[Directions] From the data below, return the exact lines starting at the line containing "filename packages/scout-domain/src/lib.rs" and ending at the line containing "messages: &[Value]) ->", both included, and nothing else.

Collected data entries
══════════════════════════════

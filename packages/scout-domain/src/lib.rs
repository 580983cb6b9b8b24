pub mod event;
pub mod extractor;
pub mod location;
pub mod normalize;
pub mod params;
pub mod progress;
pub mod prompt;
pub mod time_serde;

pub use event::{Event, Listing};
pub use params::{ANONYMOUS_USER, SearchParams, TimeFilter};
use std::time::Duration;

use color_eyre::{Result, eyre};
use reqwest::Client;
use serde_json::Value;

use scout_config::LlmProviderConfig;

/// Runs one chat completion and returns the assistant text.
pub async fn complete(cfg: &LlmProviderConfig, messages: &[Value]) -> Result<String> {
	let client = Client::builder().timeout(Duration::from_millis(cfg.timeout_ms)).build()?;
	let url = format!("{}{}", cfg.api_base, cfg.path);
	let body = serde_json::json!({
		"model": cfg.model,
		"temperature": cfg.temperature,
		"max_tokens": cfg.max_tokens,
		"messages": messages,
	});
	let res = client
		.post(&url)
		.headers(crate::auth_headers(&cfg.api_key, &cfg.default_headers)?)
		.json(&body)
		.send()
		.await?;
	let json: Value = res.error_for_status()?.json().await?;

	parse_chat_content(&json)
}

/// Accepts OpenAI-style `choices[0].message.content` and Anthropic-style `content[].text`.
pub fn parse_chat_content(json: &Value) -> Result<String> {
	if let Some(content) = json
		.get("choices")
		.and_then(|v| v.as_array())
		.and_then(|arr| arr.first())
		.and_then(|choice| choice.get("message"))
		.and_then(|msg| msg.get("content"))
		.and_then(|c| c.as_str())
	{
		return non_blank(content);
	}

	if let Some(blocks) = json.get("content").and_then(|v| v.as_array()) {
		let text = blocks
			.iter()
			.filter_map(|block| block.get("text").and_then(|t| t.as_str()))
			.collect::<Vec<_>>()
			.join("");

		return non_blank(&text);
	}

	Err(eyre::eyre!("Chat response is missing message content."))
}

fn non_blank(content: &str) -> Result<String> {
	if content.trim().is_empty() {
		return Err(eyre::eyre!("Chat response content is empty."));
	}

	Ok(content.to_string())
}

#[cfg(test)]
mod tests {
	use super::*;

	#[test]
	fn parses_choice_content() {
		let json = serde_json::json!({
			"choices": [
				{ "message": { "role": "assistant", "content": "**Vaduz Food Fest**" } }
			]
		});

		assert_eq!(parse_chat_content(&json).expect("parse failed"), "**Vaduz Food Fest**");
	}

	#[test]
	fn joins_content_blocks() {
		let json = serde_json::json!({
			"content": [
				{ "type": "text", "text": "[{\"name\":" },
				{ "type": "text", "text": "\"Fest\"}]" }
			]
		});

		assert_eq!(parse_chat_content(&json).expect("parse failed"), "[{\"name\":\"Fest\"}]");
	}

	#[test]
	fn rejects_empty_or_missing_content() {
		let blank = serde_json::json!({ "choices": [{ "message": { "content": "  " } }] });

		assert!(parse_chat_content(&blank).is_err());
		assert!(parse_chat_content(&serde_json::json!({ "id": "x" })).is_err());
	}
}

══════════════════════════════

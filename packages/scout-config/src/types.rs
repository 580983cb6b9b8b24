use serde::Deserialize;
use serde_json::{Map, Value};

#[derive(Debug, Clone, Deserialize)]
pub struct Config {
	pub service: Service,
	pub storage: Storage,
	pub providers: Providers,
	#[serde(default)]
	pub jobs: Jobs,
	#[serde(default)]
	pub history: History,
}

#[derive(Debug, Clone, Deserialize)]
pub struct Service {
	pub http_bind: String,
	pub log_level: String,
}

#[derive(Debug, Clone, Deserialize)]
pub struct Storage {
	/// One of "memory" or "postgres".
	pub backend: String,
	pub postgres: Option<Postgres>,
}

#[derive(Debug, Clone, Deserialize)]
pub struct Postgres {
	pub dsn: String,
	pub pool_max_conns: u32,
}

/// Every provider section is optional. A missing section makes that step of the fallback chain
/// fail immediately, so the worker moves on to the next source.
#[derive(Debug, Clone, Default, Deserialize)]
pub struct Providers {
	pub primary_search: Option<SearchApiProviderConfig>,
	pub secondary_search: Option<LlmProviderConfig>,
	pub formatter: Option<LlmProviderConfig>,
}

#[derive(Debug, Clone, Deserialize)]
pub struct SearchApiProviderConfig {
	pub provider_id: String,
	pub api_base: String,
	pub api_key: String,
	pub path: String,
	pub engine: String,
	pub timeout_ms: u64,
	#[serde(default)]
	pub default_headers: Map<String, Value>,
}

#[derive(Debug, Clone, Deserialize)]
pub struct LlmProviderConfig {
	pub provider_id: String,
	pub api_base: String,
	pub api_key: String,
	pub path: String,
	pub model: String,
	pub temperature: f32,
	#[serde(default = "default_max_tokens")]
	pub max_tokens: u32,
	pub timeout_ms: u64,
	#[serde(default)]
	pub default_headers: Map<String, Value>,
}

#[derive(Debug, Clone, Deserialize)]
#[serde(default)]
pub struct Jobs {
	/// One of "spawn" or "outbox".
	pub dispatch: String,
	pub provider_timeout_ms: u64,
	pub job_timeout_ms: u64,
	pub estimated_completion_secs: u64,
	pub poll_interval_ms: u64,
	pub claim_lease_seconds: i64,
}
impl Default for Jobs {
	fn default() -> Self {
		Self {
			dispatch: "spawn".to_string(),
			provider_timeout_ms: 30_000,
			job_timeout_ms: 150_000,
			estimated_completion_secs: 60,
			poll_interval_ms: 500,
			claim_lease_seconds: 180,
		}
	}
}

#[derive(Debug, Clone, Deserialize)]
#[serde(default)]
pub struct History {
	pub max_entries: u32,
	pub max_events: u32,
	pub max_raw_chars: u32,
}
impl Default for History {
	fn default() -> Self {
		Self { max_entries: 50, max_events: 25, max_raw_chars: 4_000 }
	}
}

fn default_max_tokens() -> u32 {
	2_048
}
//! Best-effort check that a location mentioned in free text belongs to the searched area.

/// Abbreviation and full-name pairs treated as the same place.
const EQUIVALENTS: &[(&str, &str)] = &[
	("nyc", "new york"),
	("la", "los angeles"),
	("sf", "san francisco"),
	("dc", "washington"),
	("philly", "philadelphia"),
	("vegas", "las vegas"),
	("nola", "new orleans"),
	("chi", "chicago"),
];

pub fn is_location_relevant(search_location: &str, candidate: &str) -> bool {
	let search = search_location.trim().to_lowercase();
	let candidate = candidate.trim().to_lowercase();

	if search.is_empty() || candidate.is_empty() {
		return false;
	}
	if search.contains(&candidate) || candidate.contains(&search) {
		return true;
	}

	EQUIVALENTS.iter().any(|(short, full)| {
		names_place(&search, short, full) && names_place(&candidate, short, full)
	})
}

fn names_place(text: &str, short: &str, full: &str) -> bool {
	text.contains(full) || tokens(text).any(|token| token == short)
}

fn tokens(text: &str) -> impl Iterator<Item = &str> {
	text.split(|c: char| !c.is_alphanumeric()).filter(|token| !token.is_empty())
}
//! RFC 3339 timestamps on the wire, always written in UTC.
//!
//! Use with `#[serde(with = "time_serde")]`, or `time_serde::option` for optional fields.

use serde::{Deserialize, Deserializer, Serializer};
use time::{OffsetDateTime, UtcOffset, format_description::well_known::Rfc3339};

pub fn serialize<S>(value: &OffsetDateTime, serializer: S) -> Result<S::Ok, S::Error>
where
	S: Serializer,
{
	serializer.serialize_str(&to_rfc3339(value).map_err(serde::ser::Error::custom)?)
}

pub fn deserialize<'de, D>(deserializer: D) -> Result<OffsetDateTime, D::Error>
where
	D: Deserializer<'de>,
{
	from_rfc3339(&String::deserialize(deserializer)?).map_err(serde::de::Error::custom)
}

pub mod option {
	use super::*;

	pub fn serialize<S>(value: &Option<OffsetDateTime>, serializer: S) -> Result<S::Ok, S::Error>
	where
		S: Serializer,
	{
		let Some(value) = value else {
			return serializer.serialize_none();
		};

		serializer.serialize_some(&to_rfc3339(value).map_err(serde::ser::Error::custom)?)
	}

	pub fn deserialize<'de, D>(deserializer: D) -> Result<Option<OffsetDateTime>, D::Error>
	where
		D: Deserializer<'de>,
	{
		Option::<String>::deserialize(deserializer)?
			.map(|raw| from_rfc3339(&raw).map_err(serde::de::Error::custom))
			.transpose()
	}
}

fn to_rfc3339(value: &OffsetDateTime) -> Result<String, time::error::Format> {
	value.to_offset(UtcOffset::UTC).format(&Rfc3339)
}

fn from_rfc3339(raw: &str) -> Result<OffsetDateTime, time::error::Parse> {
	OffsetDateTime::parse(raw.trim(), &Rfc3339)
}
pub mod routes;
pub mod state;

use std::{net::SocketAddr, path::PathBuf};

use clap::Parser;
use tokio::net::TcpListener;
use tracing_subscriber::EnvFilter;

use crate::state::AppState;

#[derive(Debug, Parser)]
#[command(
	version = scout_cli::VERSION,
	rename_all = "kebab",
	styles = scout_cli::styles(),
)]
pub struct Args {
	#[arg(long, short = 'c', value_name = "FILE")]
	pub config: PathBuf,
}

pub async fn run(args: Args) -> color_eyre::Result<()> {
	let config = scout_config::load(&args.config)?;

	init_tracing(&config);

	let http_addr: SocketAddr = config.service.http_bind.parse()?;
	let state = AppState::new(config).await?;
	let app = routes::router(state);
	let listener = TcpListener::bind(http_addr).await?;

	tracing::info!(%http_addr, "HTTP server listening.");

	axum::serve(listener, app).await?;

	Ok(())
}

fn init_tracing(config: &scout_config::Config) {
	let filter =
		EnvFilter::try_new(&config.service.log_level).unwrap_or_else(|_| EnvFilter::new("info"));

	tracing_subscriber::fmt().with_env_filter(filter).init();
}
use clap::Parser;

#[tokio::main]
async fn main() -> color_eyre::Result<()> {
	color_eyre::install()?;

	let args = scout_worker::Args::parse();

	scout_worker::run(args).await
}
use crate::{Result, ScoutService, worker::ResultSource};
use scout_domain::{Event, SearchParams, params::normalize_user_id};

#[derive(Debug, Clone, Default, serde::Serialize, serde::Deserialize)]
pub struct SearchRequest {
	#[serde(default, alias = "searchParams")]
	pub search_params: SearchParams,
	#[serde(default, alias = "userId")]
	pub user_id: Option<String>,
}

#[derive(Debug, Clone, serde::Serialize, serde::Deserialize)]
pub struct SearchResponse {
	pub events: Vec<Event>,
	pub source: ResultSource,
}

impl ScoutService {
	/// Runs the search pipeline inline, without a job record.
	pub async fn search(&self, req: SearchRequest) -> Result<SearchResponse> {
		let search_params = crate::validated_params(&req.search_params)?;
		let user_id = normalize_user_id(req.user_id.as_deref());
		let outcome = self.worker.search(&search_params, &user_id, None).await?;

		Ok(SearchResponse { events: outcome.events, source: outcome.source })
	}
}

══════════════════════════════

[Expected output]
filename packages/scout-domain/src/lib.rs
repository 580983cb6b9b8b24
pub mod event;
pub mod extractor;
pub mod location;
pub mod normalize;
pub mod params;
pub mod progress;
pub mod prompt;
pub mod time_serde;

pub use event::{Event, Listing};
pub use params::{ANONYMOUS_USER, SearchParams, TimeFilter};
use std::time::Duration;

use color_eyre::{Result, eyre};
use reqwest::Client;
use serde_json::Value;

use scout_config::LlmProviderConfig;

/// Runs one chat completion and returns the assistant text.
pub async fn complete(cfg: &LlmProviderConfig, messages: &[Value]) -> Result<String> {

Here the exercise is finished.